Si en la cinematografía española a alguien se le puede colgar la etiqueta de «maldito», la dirección apunta claramente a Eloy de la Iglesia. El principal estandarte del cine kinki cimentó una carrera durante los años 70 y 80 con unas obras de amplio calado transgresor y provocador, que no pudo evitar el dedo acusador de una amplia mayoría que no quisieron y/o pudieron valorar por encima del tosco aspecto y la inherente ausencia de concesiones de sus películas. Su filmografía abarca principalmente el drama social, con algún que otro ‹affaire› con el cine de terror. Siempre bajo el prisma de una preciosista simbiosis entre la superficie áspera de su formalidad y la profunda representación realista de esa porción marginal de la sociedad española, siendo esto último algo que provocó un vapuleo al cineasta por parte de esa crítica que no pudo ver más allá de la evidente transgresión de su obra.
Pero antes de que De La Iglesia llevase al extremo las particularidades de su cine en ese periplo por la dramatización del mundo de la droga y la delincuencia de nuestras fronteras (a través de obras clave de su filmografía como Navajeros, Colegas o El pico) es en la década de los 70 donde ofrece una película de terror bastante alejada de los cánones que el fantástico patrio estaría desarrollando por entonces, La semana del asesino. En ella, considerada a día de hoy una de sus películas más destacables, se muestra el personalísimo gusto del director para la narración y puesta en escena, así como por lo directo de su discurso en aquel 1973 donde el régimen franquista y la censura daban aún sus últimos coletazos. De hecho la película que nos ocupa ha pasado a la historia como una de las películas más censuradas de nuestro país.
La Semana del Asesino relata la historia de Marcos (un excepcional Vicente Parra) que ve como su vida da un giro de 180 grados al convertirse en un sanguinario ‹psychokiller› debido a las arbitrarias circunstancias que se dan en su trayecto. La película funciona a la perfección como una introducción a muchas de las claves que nos permitirán entender en un futuro el cine de De la Iglesia, dentro de su envenenado aspecto de thriller macabro e hispánico, donde el director desarrolla una historia tristísima echando mano para ello de un fabuloso uso de la localización de la Sierra Madrileña (perfectamente fotografiada por Raúl Artigot) sin renunciar a la estética formal (no así en la sequedad de su discurso) de aquel cine de género en auge en España que hoy en día es conocido como el Fantaterror español.
La película se apoya para su desarrollo en una atmósfera opresiva y angustiosa fundamentada en pequeños y sutiles detalles.
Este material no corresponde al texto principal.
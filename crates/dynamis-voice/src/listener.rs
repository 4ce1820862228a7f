//! Listener pose: position published from the game thread to every
//! emitter worker via single-word atomic writes (spec §4.F: "Listener
//! pose, sink, snapshot manager, asset are published to the emitter via
//! single-word writes"). Each coordinate commits independently; a worker
//! reading mid-update may see a torn pose for one interval, which is
//! acceptable since the next interval corrects it and nothing here drives
//! sample-accurate output.

use std::sync::atomic::Ordering;

use portable_atomic::AtomicF64;

#[derive(Default)]
pub struct ListenerPose {
    x: AtomicF64,
    y: AtomicF64,
    z: AtomicF64,
}

impl ListenerPose {
    pub fn new() -> Self {
        Self::default()
    }

    pub fn set_position(&self, position: [f64; 3]) {
        self.x.store(position[0], Ordering::Release);
        self.y.store(position[1], Ordering::Release);
        self.z.store(position[2], Ordering::Release);
    }

    pub fn position(&self) -> [f64; 3] {
        [
            self.x.load(Ordering::Acquire),
            self.y.load(Ordering::Acquire),
            self.z.load(Ordering::Acquire),
        ]
    }
}

#[cfg(test)]
mod tests {
    use super::*;

    #[test]
    fn round_trips_position() {
        let pose = ListenerPose::new();
        pose.set_position([1.0, 2.0, 3.0]);
        assert_eq!(pose.position(), [1.0, 2.0, 3.0]);
    }
}
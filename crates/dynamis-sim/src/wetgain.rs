//! Wet-gain calculator: critical-distance based reverb send level
//! (spec §4.E).

use dynamis_core::SPEED_OF_SOUND;

/// RT60 floor to avoid divide-by-zero in the critical-distance formula;
/// independent of (and tighter than) `MIN_RT60_SECONDS` since this guards
/// arithmetic rather than acoustic plausibility.
const RT60_EPSILON_SECONDS: f64 = 0.001;

/// Critical distance `D_c = sqrt(V / (4*pi*RT60*c))`.
pub fn critical_distance(volume: f64, rt60_seconds: f64) -> f64 {
    let rt60 = rt60_seconds.max(RT60_EPSILON_SECONDS);
    let volume = volume.max(0.0);
    (volume / (4.0 * std::f64::consts::PI * rt60 * SPEED_OF_SOUND)).sqrt()
}

/// Wet gain = `clamp(1 - exp(-distance/D_c), 0, 1)`. Zero distance yields 0;
/// distance far beyond `D_c` approaches 1; at `distance == D_c` it is
/// `1 - e^-1 ≈ 0.632`.
pub fn wet_gain(distance: f64, volume: f64, rt60_seconds: f64) -> f64 {
    let d_c = critical_distance(volume, rt60_seconds);
    if d_c <= 0.0 {
        return 1.0;
    }
    (1.0 - (-distance.max(0.0) / d_c).exp()).clamp(0.0, 1.0)
}

#[cfg(test)]
mod tests {
    use super::*;
    use approx::assert_relative_eq;

    #[test]
    fn zero_distance_is_zero() {
        assert_relative_eq!(wet_gain(0.0, 100.0, 1.0), 0.0, epsilon = 1e-12);
    }

    #[test]
    fn at_critical_distance_is_point_632() {
        let d_c = critical_distance(100.0, 1.0);
        assert_relative_eq!(wet_gain(d_c, 100.0, 1.0), 1.0 - std::f64::consts::E.recip(), epsilon = 1e-9);
    }

    #[test]
    fn far_distance_approaches_one() {
        let d_c = critical_distance(100.0, 1.0);
        assert!(wet_gain(d_c * 50.0, 100.0, 1.0) > 0.999);
    }

    #[test]
    fn always_within_unit_interval() {
        for distance in [0.0, 1.0, 5.0, 1000.0] {
            for volume in [0.0, 10.0, 10_000.0] {
                for rt60 in [0.0, 0.01, 30.0] {
                    let g = wet_gain(distance, volume, rt60);
                    assert!((0.0..=1.0).contains(&g), "gain {g} out of range");
                }
            }
        }
    }
}
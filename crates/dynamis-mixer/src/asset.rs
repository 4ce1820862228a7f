//! The host audio asset boundary (spec §6): a richer capability than the
//! narrow `dynamis_sim::FrameSource` the voice chain consumes directly —
//! it additionally exposes `total_frames` and `is_exhausted` for a host to
//! query. [`AssetFrameSource`] bridges one into the other so a host-supplied
//! `AudioAsset` can still be handed to `VoiceNode::set_asset`.

use dynamis_core::{Sample, SAMPLE_RATE};
use dynamis_sim::FrameSource;

/// Host-supplied streaming asset producer (spec §6).
pub trait AudioAsset: Send {
    fn sample_rate(&self) -> u32;
    fn channel_count(&self) -> usize;
    /// `-1` when unknown (e.g. a non-seekable stream).
    fn total_frames(&self) -> i64;
    /// Zero-allocation read; returns frames actually read (0 = EOS).
    fn read_frames(&mut self, out: &mut [Sample], frames: usize) -> usize;
    /// Logged no-op for non-seekable streams (spec §4.E, §6).
    fn reset(&mut self);
    fn is_exhausted(&self) -> bool;
}

/// Adapts any `AudioAsset` to the narrow `FrameSource` the voice chain and
/// resampler consume, tracking exhaustion locally since `FrameSource` has
/// no such query of its own.
pub struct AssetFrameSource<A: AudioAsset> {
    asset: A,
    exhausted: bool,
}

impl<A: AudioAsset> AssetFrameSource<A> {
    pub fn new(asset: A) -> Self {
        Self {
            asset,
            exhausted: false,
        }
    }

    pub fn is_exhausted(&self) -> bool {
        self.exhausted || self.asset.is_exhausted()
    }
}

impl<A: AudioAsset> FrameSource for AssetFrameSource<A> {
    fn sample_rate(&self) -> u32 {
        self.asset.sample_rate()
    }

    fn channel_count(&self) -> usize {
        self.asset.channel_count()
    }

    fn read_frames(&mut self, out: &mut [Sample], frames: usize) -> usize {
        let n = self.asset.read_frames(out, frames);
        if n == 0 {
            self.exhausted = true;
        }
        n
    }

    fn reset(&mut self) {
        self.asset.reset();
        self.exhausted = false;
    }
}

/// Silence generator used as a headless-CI fixture and in tests; never
/// exhausts, so it doubles as a stand-in for a looping bed track.
pub struct NullAudioAsset {
    channels: usize,
}

impl NullAudioAsset {
    pub fn new(channels: usize) -> Self {
        Self { channels }
    }
}

impl AudioAsset for NullAudioAsset {
    fn sample_rate(&self) -> u32 {
        SAMPLE_RATE
    }

    fn channel_count(&self) -> usize {
        self.channels
    }

    fn total_frames(&self) -> i64 {
        -1
    }

    fn read_frames(&mut self, out: &mut [Sample], frames: usize) -> usize {
        out[..frames * self.channels].fill(0.0);
        frames
    }

    fn reset(&mut self) {}

    fn is_exhausted(&self) -> bool {
        false
    }
}

#[cfg(test)]
mod tests {
    use super::*;

    #[test]
    fn null_asset_never_exhausts() {
        let mut src = AssetFrameSource::new(NullAudioAsset::new(1));
        let mut out = [1.0f32; 16];
        let n = src.read_frames(&mut out, 16);
        assert_eq!(n, 16);
        assert!(out.iter().all(|&s| s == 0.0));
        assert!(!src.is_exhausted());
    }

    struct OneShot {
        remaining: usize,
        channels: usize,
    }

    impl AudioAsset for OneShot {
        fn sample_rate(&self) -> u32 {
            SAMPLE_RATE
        }
        fn channel_count(&self) -> usize {
            self.channels
        }
        fn total_frames(&self) -> i64 {
            self.remaining as i64
        }
        fn read_frames(&mut self, out: &mut [Sample], frames: usize) -> usize {
            let n = frames.min(self.remaining);
            out[..n * self.channels].fill(0.5);
            self.remaining -= n;
            n
        }
        fn reset(&mut self) {
            self.remaining = 0;
        }
        fn is_exhausted(&self) -> bool {
            self.remaining == 0
        }
    }

    #[test]
    fn adapter_tracks_exhaustion_after_zero_read() {
        let mut src = AssetFrameSource::new(OneShot {
            remaining: 4,
            channels: 1,
        });
        let mut out = [0.0f32; 4];
        assert_eq!(src.read_frames(&mut out, 4), 4);
        assert!(!src.is_exhausted());
        assert_eq!(src.read_frames(&mut out, 4), 0);
        assert!(src.is_exhausted());
    }
}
Ligeros apuntes que funcionan como un reloj como escenario para describir la locura y psicopatía del protagonista, un Vicente Parra que construye su personaje en el ámbito de una locura interior desatada y sin viaje de vuelta. Un thriller de suspense cortante y de tristísima violencia moral (mucho más abrupta, dentro de su trasfondo, que la violencia nacida a través de sus coqueteos con el ‹splatter›) que se adentra en la psique del espectador de una manera tan políticamente incorrecta, dentro de esa dramatización de lo marginal en una evolutiva pluralidad social que además de servir como perfecto envoltorio para la película sería algo en lo que el director reincidiría repetidamente en futuros trabajos.
La semana del asesino es una mirada al interior, con un carácter afligido y apesadumbrado, de un hombre dañado por la evolución de lo exterior y lo rutinario de los actos, algo que harán emerger una personalidad extrema y macabra que despierta como una bestia dentro de la psique del individuo. La sequedad y lo castizo de la propuesta dan a la película un aura tremendamente personal, permitiendo la evolución de la trama en unos derroteros formales bastante alejados del aura terrorífica y depresiva del conjunto dentro de una serie de aciertos de dirección que sirven para alzar los aciertos de sus recursos narrativos. Transgresora, opresiva y atrevida en la insinuación de una supuesta relación homosexual más obvia de lo que a primera instancia parece, la película sirve como perfecta muestra de las intenciones valientes y personalísimas de un cineasta al que confiemos que el paso de los años ponga su lugar. O al menos, que se proporcione una reivindicación a alguien que ha apostado por la libertad de discurso dentro de unos creativos manierismos carentes de cualquier tipo de estampa convencional.